Industrial psychologists have been using this model with good results for
15 years and it directly applies to the question of how to select call center
agents who can function on their own at home, as opposed to needing to work in
the traditional contact center environment.
People
who can work well on their own have three important characteristics.
First, they should be introverted – shy, retiring, reserved – and not
need a lot of social interaction. Second,
they should be conscientious, self-disciplined, and self-starting/self-managing.
And third – although it may sound contradictory to the established
business model – they should be relatively lacking in ambition.
They should have few aspirations about rising in the organization because
working alone may remove them from the political loop necessary to advance their
careers.
By
comparison, people who function best in a group or team environment, such as a
contact center, are extraverted – they need and enjoy the company of others.
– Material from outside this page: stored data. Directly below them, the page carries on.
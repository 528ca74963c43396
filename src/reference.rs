//! Blob Reference: a validated, fixed-length digest value.

use crate::error::Error;
use crate::hex;

/// A validated identifier for a blob: exactly `D` raw bytes, equivalently a
/// lowercase hex string of exactly `2D` characters. `D` is fixed by the store
/// that constructed it; references from one store are not portable to
/// another configured with a different algorithm.
#[derive(Clone, Debug, Eq, PartialEq, Hash)]
pub struct BlobReference {
    digest: Vec<u8>,
}

impl BlobReference {
    /// Parse a hex string into a reference, validating it is exactly
    /// `2 * digest_len` lowercase-or-uppercase hex characters.
    pub fn from_hex(s: &str, digest_len: usize) -> Result<Self, Error> {
        let digest = hex::decode_strict(s, digest_len)?;
        Ok(Self { digest })
    }

    /// Build a reference directly from raw digest bytes, validating length.
    pub fn from_bytes(bytes: &[u8], digest_len: usize) -> Result<Self, Error> {
        if bytes.len() != digest_len {
            return Err(Error::BadIdentifier(format!(
                "expected {digest_len} bytes, got {}",
                bytes.len()
            )));
        }
        Ok(Self { digest: bytes.to_vec() })
    }

    /// Lowercase hex form of this reference.
    pub fn id(&self) -> String {
        hex::encode(&self.digest)
    }

    /// Raw digest bytes.
    pub fn digest(&self) -> &[u8] {
        &self.digest
    }
}
//! Thin wrappers over platform file operations.
//!
//! Each operation increments a named counter in the `MetricsRegistry` so the
//! store's I/O volume is observable without instrumenting every call site.

use std::fs::{self, DirEntry, File};
use std::path::Path;
use std::sync::Arc;

use crate::error::Error;
use crate::metrics::MetricsRegistry;

/// Filesystem helper layer shared by every `BlobDirectory` node and the
/// staging pipeline.
pub struct FsOps {
    metrics: Arc<MetricsRegistry>,
}

impl FsOps {
    /// Build a new helper writing counters into `metrics`.
    pub fn new(metrics: Arc<MetricsRegistry>) -> Self {
        Self { metrics }
    }

    /// Whether `path` exists (file or directory).
    pub fn exists(&self, path: &Path) -> bool {
        self.metrics.inc("fs.exists");
        path.exists()
    }

    /// Whether `path` exists and is a directory.
    pub fn is_directory(&self, path: &Path) -> bool {
        self.metrics.inc("fs.isDirectory");
        path.is_dir()
    }

    /// Create `path` and any missing ancestors.
    pub fn create_dir_all(&self, path: &Path) -> Result<(), Error> {
        self.metrics.inc("fs.createDirectories");
        fs::create_dir_all(path)?;
        Ok(())
    }

    /// Ensure `path` exists as a directory; fail if it exists as something
    /// else.
    pub fn ensure_directory(&self, path: &Path) -> Result<(), Error> {
        self.create_dir_all(path)?;
        if !self.is_directory(path) {
            return Err(Error::IoFailure(std::io::Error::new(
                std::io::ErrorKind::Other,
                format!("{} exists but is not a directory", path.display()),
            )));
        }
        Ok(())
    }

    /// List the immediate entries of a directory.
    pub fn list_dir(&self, path: &Path) -> Result<Vec<DirEntry>, Error> {
        self.metrics.inc("fs.list");
        let mut out = Vec::new();
        for entry in fs::read_dir(path)? {
            out.push(entry?);
        }
        Ok(out)
    }

    /// Atomically move `from` to `to`. Both paths must live on the same
    /// filesystem (guaranteed here: `incoming/` is a child of the store
    /// root).
    pub fn atomic_move(&self, from: &Path, to: &Path) -> Result<(), Error> {
        self.metrics.inc("fs.atomicMove");
        fs::rename(from, to)?;
        Ok(())
    }

    /// Delete `path` if it exists; no-op (returns `false`) if it does not.
    pub fn delete_if_exists(&self, path: &Path) -> Result<bool, Error> {
        self.metrics.inc("fs.deleteIfExists");
        match fs::remove_file(path) {
            Ok(()) => Ok(true),
            Err(e) if e.kind() == std::io::ErrorKind::NotFound => Ok(false),
            Err(e) => Err(Error::IoFailure(e)),
        }
    }

    /// Recursively delete a directory tree. No-op if it does not exist.
    pub fn delete_recursive(&self, path: &Path) -> Result<(), Error> {
        self.metrics.inc("fs.deleteRecursive");
        match fs::remove_dir_all(path) {
            Ok(()) => Ok(()),
            Err(e) if e.kind() == std::io::ErrorKind::NotFound => Ok(()),
            Err(e) => Err(Error::IoFailure(e)),
        }
    }

    /// Remove `path` if it is an empty directory. Returns whether it was
    /// removed.
    pub fn remove_dir_if_empty(&self, path: &Path) -> Result<bool, Error> {
        self.metrics.inc("fs.removeDirIfEmpty");
        match fs::remove_dir(path) {
            Ok(()) => Ok(true),
            Err(e) if e.kind() == std::io::ErrorKind::NotFound => Ok(false),
            // A non-empty directory surfaces as `ErrorKind::Other` on most
            // platforms; treat any such failure as "left alone".
            Err(e) if e.raw_os_error() == Some(libc_enotempty()) => Ok(false),
            Err(e) => Err(Error::IoFailure(e)),
        }
    }

    /// Open `path` for writing, creating it (failing if it already exists).
    pub fn open_output(&self, path: &Path) -> Result<File, Error> {
        self.metrics.inc("fs.openOutput");
        Ok(fs::OpenOptions::new().write(true).create_new(true).open(path)?)
    }

    /// Size in bytes of the file at `path`.
    pub fn size_of(&self, path: &Path) -> Result<u64, Error> {
        self.metrics.inc("fs.size");
        Ok(fs::metadata(path)?.len())
    }
}

/// `ENOTEMPTY`'s numeric value on the platforms this crate targets (Linux
/// and macOS share it; Windows reports a different code, handled separately
/// by this returning a value `raw_os_error()` will never match there).
#[cfg(unix)]
fn libc_enotempty() -> i32 {
    39
}

#[cfg(not(unix))]
fn libc_enotempty() -> i32 {
    -1
}

#[cfg(test)]
mod tests {
    use super::*;
    use std::sync::Arc;

    fn ops() -> FsOps {
        FsOps::new(Arc::new(MetricsRegistry::new()))
    }

    #[test]
    fn create_and_list_directory() {
        let dir = tempfile::tempdir().unwrap();
        let ops = ops();
        let sub = dir.path().join("a").join("b");
        ops.create_dir_all(&sub).unwrap();
        assert!(ops.is_directory(&sub));
        File::create(sub.join("f.blob")).unwrap();
        let entries = ops.list_dir(&sub).unwrap();
        assert_eq!(entries.len(), 1);
    }

    #[test]
    fn atomic_move_and_delete() {
        let dir = tempfile::tempdir().unwrap();
        let ops = ops();
        let src = dir.path().join("src.tmp");
        let dst = dir.path().join("dst.blob");
        fs::write(&src, b"hello").unwrap();
        ops.atomic_move(&src, &dst).unwrap();
        assert!(!src.exists());
        assert_eq!(ops.size_of(&dst).unwrap(), 5);
        assert!(ops.delete_if_exists(&dst).unwrap());
        assert!(!ops.delete_if_exists(&dst).unwrap());
    }

    #[test]
    fn remove_dir_if_empty_respects_contents() {
        let dir = tempfile::tempdir().unwrap();
        let ops = ops();
        let sub = dir.path().join("d");
        ops.create_dir_all(&sub).unwrap();
        File::create(sub.join("x.blob")).unwrap();
        assert!(!ops.remove_dir_if_empty(&sub).unwrap());
        fs::remove_file(sub.join("x.blob")).unwrap();
        assert!(ops.remove_dir_if_empty(&sub).unwrap());
        assert!(!sub.exists());
    }

    #[test]
    fn ensure_directory_rejects_regular_file() {
        let dir = tempfile::tempdir().unwrap();
        let ops = ops();
        let path = dir.path().join("not_a_dir");
        File::create(&path).unwrap();
        assert!(ops.ensure_directory(&path).is_err());
    }
}
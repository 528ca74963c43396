//! Boundary and round-trip properties for identifier parsing, independent
//! of any on-disk state.

use blob_store::{BlobReference, BlobStore, Error};
use proptest::prelude::*;

#[test]
fn reference_parsing_rejects_enumerated_boundaries() {
    assert!(BlobReference::from_hex("", 32).is_err());
    assert!(BlobReference::from_hex(&"a".repeat(63), 32).is_err());
    assert!(BlobReference::from_hex(&"a".repeat(65), 32).is_err());
    assert!(BlobReference::from_hex(&"g".repeat(64), 32).is_err());
    assert!(BlobReference::from_hex(&format!(" {}", "a".repeat(63)), 32).is_err());
}

#[test]
fn reference_parsing_accepts_and_normalizes_uppercase() {
    let lower = BlobReference::from_hex(&"ab".repeat(16), 16).unwrap();
    let upper = BlobReference::from_hex(&"AB".repeat(16), 16).unwrap();
    assert_eq!(lower, upper);
    assert_eq!(upper.id(), "ab".repeat(16));
}

#[test]
fn store_rejects_bad_identifiers_at_the_boundary() {
    let dir = tempfile::tempdir().unwrap();
    let store = BlobStore::open_default(dir.path(), "sha256").unwrap();

    assert!(matches!(store.get(""), Err(Error::BadIdentifier(_))));
    assert!(matches!(store.get("not-hex-at-all"), Err(Error::BadIdentifier(_))));
    assert!(matches!(store.get(&"a".repeat(63)), Err(Error::BadIdentifier(_))));
    assert!(matches!(store.delete(&"a".repeat(63)), Err(Error::BadIdentifier(_))));
}

proptest! {
    #[test]
    fn hex_roundtrip_is_length_preserving(bytes in prop::collection::vec(any::<u8>(), 1..64)) {
        let reference = BlobReference::from_bytes(&bytes, bytes.len()).unwrap();
        let round_tripped = BlobReference::from_hex(&reference.id(), bytes.len()).unwrap();
        prop_assert_eq!(reference, round_tripped);
    }

    #[test]
    fn arbitrary_strings_never_panic_reference_parsing(s in ".*") {
        // Must never panic, regardless of outcome.
        let _ = BlobReference::from_hex(&s, 32);
    }

    #[test]
    fn arbitrary_strings_never_panic_store_lookup(s in ".*") {
        let dir = tempfile::tempdir().unwrap();
        let store = BlobStore::open_default(dir.path(), "sha256").unwrap();
        let _ = store.get(&s);
        let _ = store.delete(&s);
    }
}
//! Content-addressable, disk-backed blob store.
//!
//! Blobs are identified by the digest of their bytes under a configured
//! algorithm (MD5, SHA-1, or SHA-256). The store keeps exactly one copy of
//! any given content, laid out in a self-balancing, variable-depth directory
//! hierarchy keyed by the hex prefix of each blob's digest: a directory
//! descends one level only once it has filled up, so small stores stay
//! shallow and large ones never pay an unbounded per-directory listing cost.
//!
//! ```rust
//! use blob_store::BlobStore;
//!
//! let dir = tempfile::tempdir().unwrap();
//! let store = BlobStore::open_default(dir.path(), "sha256").unwrap();
//!
//! let blob = store.add(b"hello world").unwrap();
//! assert!(store.get(blob.id()).unwrap().is_some());
//!
//! let mut buf = Vec::new();
//! std::io::Read::read_to_end(&mut blob.open().unwrap(), &mut buf).unwrap();
//! assert_eq!(buf, b"hello world");
//! ```

#![warn(missing_docs)]

mod algorithm;
mod blob;
mod directory;
mod error;
mod fs_ops;
mod hex;
mod incoming;
mod metrics;
mod reference;
mod store;

pub use algorithm::Algorithm;
pub use blob::Blob;
pub use error::Error;
pub use metrics::MetricsRegistry;
pub use reference::BlobReference;
pub use store::{BlobStore, BlobStoreConfig, DEFAULT_MAX_PER_DIR};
Second, they are cheerful and easy to deal with – good team players.
Third, they are calm and stable as opposed to moody and emotional.
The latter two characteristics make them rewarding to deal with.
Of course, we've all known extraverted people who are also obnoxious
and unpleasant to be around, but the larger point is that people who work well
off site are quite different from people who work well on site and you need to
be able to tell them apart before you invest in hiring and training.
How to tell them apart is the
question. Despite the availability
of well validated and successful methods for aligning people with jobs based on
the personality factors described
above, many organizations depend solely upon personal interviews, which is risky
at best. For example, long-distance
truck drivers, who are always in high demand, need to be introverted, rule
following, and tolerant of boredom. But
such people may not interview well. Recruiters,
who are typically extraverted and impulsive, often tend to recruit extraverted
and impulsive people into the job of long-distance driver; the results are poor
performance and high turnover. That,
of course, is exactly what you want to avoid as you transition to agents who
must like to work on their own.
Growing
numbers of employers, including large government agencies, most of the Fortune
100, and thousands of companies around the world, are relying on tests that
match the personal traits of applicants against the job requirements before they
are interviewed. Sophisticated
assessments can be tailored to specific employer needs, such as honesty,
security, or safety. For a contact
center employee search, they can identify individuals who are productive
self-starters with the personal discipline to work alone and be comfortable
doing so without frequent oversight and feedback – and who will treat the
client's secure information as they would their own.
Just
as employees who work best alone and those who thrive in social environments are
different, pre-employment assessments are not all the same.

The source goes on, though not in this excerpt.